**Work to complete**
Among the lines below, take the one holding "recorder.subscribe(amplitudes.clone());", the one holding "assert_eq!(header.duration(), Duration::from_millis(10));", and all lines between them. Set them down exactly.

[Stored data entries]

■ ■ ■ ■ ■ ■ ■

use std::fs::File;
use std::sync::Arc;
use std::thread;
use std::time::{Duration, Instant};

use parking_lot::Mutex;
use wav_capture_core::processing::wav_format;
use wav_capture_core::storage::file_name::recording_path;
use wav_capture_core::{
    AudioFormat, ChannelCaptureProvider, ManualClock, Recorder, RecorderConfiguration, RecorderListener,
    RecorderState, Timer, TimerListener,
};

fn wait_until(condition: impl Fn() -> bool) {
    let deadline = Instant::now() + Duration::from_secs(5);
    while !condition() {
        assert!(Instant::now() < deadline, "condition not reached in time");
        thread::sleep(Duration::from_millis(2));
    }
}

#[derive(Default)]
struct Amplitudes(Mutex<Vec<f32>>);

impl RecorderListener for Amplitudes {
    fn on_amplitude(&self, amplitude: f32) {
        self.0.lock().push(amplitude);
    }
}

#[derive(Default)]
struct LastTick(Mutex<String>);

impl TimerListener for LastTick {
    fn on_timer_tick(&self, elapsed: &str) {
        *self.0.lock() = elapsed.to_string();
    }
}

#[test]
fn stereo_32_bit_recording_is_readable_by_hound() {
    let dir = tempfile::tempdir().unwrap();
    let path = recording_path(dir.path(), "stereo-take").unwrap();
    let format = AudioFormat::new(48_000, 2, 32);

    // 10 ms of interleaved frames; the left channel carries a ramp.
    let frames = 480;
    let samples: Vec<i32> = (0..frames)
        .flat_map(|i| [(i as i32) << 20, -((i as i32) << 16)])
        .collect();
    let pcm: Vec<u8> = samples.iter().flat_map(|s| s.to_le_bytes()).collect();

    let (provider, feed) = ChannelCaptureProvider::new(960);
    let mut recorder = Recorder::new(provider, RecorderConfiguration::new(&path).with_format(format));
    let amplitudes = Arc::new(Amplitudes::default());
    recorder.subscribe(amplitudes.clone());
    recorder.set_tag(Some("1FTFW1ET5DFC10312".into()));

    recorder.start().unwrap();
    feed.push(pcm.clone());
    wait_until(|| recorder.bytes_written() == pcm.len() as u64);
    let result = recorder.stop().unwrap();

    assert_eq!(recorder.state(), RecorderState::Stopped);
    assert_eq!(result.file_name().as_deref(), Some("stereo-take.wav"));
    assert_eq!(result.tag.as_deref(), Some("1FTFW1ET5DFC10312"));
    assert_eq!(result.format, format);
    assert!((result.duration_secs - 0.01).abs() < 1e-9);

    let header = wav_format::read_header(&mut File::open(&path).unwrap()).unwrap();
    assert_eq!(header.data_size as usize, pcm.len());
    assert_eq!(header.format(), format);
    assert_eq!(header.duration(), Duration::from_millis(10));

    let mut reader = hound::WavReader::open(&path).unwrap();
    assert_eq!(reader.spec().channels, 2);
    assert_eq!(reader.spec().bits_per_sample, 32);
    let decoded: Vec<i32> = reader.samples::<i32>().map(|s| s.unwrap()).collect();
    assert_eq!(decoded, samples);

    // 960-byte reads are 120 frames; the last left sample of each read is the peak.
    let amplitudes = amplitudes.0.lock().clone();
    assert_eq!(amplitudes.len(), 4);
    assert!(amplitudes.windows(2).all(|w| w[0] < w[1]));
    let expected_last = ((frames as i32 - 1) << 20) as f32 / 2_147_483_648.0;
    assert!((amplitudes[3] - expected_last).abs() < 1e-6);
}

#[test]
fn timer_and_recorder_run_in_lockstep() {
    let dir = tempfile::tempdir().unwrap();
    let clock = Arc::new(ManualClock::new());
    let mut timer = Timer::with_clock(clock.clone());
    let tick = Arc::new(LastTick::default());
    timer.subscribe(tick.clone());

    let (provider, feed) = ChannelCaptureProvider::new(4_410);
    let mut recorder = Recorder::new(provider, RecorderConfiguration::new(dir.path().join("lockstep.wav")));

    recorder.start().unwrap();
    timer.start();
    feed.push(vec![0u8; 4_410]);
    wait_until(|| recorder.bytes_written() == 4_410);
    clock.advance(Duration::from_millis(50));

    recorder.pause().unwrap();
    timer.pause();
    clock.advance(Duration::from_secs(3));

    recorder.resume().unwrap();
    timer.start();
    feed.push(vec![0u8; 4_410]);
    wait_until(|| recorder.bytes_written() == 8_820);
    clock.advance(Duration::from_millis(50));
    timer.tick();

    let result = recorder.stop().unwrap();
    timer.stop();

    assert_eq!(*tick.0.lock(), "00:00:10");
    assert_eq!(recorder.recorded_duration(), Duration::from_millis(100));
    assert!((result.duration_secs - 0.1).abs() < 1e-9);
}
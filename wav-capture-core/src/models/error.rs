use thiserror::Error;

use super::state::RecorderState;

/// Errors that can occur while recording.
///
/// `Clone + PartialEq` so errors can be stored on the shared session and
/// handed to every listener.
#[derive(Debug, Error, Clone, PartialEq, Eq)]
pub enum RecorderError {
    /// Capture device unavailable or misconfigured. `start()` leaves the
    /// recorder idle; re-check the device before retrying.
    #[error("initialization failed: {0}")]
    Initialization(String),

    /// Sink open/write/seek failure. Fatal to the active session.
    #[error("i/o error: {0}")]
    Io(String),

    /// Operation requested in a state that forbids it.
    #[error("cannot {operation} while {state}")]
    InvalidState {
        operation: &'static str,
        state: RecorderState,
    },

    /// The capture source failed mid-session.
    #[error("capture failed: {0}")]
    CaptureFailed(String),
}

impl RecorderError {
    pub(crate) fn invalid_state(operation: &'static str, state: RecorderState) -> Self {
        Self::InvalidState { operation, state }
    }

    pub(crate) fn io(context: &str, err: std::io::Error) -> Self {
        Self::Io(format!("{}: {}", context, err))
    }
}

■ ■ ■ ■ ■ ■ ■

**Reply**
    recorder.subscribe(amplitudes.clone());
    recorder.set_tag(Some("1FTFW1ET5DFC10312".into()));

    recorder.start().unwrap();
    feed.push(pcm.clone());
    wait_until(|| recorder.bytes_written() == pcm.len() as u64);
    let result = recorder.stop().unwrap();

    assert_eq!(recorder.state(), RecorderState::Stopped);
    assert_eq!(result.file_name().as_deref(), Some("stereo-take.wav"));
    assert_eq!(result.tag.as_deref(), Some("1FTFW1ET5DFC10312"));
    assert_eq!(result.format, format);
    assert!((result.duration_secs - 0.01).abs() < 1e-9);

    let header = wav_format::read_header(&mut File::open(&path).unwrap()).unwrap();
    assert_eq!(header.data_size as usize, pcm.len());
    assert_eq!(header.format(), format);
    assert_eq!(header.duration(), Duration::from_millis(10));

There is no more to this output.